- [What to work on]: The number needed is how many lines in these entries contain "when"; give it alone.

- [Data records]:

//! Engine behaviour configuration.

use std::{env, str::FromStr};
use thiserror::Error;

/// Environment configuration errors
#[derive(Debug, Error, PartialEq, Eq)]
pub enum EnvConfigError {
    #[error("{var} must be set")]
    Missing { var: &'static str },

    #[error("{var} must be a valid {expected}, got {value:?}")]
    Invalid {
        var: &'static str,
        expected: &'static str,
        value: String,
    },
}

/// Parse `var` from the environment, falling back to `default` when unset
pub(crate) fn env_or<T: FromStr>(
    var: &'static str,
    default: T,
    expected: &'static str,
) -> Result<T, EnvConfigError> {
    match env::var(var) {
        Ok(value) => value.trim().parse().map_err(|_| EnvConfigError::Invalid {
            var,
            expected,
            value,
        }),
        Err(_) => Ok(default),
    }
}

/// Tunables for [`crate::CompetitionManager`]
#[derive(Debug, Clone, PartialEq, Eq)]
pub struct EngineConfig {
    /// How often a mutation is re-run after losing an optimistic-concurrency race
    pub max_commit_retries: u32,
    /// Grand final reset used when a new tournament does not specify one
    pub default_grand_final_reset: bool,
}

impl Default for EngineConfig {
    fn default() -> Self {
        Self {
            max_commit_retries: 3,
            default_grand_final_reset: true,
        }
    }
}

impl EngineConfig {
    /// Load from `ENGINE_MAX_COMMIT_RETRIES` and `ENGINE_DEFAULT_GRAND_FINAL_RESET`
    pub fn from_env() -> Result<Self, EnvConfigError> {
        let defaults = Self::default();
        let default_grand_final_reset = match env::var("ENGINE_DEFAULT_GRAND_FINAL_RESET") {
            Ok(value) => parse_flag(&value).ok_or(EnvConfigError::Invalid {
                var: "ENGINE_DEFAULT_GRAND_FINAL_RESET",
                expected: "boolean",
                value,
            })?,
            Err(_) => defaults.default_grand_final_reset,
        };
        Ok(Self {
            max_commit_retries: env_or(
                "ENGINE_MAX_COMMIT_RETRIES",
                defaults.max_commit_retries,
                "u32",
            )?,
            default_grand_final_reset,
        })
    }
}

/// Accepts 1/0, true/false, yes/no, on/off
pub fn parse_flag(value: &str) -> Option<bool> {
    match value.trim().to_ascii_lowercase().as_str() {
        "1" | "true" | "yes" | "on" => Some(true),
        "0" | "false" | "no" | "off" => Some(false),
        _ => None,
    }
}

==

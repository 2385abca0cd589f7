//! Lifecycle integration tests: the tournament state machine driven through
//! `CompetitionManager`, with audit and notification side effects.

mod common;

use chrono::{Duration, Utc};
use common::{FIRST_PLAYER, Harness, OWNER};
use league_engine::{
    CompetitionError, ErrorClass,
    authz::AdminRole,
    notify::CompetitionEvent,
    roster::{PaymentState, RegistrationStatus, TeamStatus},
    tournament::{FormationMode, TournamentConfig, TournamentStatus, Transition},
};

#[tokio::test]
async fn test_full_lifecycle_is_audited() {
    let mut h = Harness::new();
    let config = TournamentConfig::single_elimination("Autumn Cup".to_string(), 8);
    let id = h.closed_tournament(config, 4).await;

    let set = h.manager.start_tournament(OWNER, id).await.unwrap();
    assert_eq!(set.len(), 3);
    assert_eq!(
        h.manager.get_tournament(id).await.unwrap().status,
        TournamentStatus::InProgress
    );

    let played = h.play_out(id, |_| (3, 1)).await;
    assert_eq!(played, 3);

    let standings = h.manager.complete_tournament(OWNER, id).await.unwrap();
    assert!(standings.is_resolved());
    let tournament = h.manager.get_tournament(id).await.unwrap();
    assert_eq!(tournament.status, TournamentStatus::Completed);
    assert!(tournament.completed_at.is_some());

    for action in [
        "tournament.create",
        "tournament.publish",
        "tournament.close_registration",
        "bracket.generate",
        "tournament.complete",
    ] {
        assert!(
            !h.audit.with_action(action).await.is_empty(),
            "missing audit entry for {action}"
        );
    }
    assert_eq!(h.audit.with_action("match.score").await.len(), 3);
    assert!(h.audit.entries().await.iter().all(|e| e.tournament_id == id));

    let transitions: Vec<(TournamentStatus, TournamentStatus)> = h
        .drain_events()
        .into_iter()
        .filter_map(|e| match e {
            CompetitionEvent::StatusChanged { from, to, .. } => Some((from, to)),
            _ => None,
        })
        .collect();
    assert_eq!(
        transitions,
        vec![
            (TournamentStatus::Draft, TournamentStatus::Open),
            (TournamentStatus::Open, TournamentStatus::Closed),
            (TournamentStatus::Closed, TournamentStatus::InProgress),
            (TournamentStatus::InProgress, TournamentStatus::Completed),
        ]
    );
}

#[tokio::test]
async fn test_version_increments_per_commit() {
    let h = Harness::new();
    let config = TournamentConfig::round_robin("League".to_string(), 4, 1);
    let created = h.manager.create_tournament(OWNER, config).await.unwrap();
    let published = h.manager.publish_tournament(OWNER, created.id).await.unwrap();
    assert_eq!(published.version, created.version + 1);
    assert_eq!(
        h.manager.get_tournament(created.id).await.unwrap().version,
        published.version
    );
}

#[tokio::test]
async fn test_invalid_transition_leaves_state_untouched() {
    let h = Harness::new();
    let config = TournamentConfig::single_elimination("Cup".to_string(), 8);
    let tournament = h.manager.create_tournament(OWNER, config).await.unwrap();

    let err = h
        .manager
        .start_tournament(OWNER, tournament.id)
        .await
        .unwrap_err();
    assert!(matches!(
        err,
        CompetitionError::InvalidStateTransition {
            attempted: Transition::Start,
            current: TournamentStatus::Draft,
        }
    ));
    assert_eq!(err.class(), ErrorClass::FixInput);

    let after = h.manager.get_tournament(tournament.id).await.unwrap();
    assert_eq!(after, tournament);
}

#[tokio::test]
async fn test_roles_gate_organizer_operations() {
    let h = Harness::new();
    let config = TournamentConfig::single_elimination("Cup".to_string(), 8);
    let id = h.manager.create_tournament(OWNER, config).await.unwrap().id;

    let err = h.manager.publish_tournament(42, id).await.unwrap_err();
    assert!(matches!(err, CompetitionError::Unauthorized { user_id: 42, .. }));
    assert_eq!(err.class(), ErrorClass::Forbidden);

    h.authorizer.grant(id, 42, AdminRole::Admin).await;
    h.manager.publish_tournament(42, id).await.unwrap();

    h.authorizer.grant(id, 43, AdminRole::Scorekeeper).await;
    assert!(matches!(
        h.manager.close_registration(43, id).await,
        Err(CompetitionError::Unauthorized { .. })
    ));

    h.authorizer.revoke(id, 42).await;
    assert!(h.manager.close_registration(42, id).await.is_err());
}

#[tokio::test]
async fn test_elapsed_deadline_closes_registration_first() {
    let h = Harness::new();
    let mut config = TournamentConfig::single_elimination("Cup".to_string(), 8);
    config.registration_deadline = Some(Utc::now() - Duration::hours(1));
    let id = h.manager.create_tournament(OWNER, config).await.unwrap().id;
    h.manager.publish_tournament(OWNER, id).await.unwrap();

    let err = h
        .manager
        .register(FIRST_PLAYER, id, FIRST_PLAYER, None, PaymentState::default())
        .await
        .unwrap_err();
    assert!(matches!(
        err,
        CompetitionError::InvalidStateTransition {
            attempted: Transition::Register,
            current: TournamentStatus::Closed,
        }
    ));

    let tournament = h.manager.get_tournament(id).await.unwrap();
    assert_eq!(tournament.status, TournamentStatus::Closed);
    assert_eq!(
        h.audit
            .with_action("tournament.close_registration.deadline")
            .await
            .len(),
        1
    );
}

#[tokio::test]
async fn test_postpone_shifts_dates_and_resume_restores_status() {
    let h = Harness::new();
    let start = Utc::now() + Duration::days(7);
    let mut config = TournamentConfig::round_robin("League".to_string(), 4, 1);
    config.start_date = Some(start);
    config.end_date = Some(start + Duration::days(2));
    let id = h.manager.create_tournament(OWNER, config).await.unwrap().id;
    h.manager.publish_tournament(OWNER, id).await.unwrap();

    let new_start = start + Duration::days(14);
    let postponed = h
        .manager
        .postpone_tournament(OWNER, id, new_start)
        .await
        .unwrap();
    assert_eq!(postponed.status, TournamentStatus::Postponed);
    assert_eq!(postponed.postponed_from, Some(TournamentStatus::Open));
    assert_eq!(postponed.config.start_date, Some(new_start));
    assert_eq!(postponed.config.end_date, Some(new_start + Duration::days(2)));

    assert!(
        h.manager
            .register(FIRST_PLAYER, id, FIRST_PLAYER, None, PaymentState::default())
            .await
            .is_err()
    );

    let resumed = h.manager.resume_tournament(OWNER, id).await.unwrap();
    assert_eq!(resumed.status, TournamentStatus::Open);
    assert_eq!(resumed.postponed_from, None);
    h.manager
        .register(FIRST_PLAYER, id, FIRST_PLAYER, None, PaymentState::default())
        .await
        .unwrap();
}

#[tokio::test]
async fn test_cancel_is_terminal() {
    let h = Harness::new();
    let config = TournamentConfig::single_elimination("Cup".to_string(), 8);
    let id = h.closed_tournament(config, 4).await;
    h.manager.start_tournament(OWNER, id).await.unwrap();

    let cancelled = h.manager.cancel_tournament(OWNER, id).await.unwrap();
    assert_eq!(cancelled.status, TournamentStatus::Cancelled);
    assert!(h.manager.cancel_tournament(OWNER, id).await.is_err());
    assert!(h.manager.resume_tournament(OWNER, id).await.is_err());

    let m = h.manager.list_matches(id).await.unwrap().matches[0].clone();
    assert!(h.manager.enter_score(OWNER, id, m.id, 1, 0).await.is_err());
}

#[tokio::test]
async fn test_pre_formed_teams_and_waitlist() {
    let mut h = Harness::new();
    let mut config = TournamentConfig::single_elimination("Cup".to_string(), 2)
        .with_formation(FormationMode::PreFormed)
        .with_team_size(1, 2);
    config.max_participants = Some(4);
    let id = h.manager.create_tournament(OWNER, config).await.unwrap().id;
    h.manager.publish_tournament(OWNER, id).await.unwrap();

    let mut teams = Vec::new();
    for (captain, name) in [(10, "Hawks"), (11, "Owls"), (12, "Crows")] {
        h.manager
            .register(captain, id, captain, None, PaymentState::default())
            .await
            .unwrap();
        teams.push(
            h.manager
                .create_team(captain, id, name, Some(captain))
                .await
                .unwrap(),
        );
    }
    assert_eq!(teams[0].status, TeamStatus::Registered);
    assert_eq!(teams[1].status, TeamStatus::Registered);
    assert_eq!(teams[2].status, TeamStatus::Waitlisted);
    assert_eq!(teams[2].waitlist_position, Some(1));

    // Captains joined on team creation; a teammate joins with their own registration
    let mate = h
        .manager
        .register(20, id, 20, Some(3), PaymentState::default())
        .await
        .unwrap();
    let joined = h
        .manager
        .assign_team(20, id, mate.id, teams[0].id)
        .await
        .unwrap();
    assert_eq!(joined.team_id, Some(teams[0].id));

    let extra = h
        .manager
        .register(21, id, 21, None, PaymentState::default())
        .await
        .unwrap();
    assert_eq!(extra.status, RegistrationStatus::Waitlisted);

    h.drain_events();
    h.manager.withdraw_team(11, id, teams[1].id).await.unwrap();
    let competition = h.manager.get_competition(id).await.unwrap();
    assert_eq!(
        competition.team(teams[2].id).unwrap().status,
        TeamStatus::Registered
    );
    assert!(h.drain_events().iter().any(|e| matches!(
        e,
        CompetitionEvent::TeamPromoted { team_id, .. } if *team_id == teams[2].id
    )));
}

- [Finished task]: 2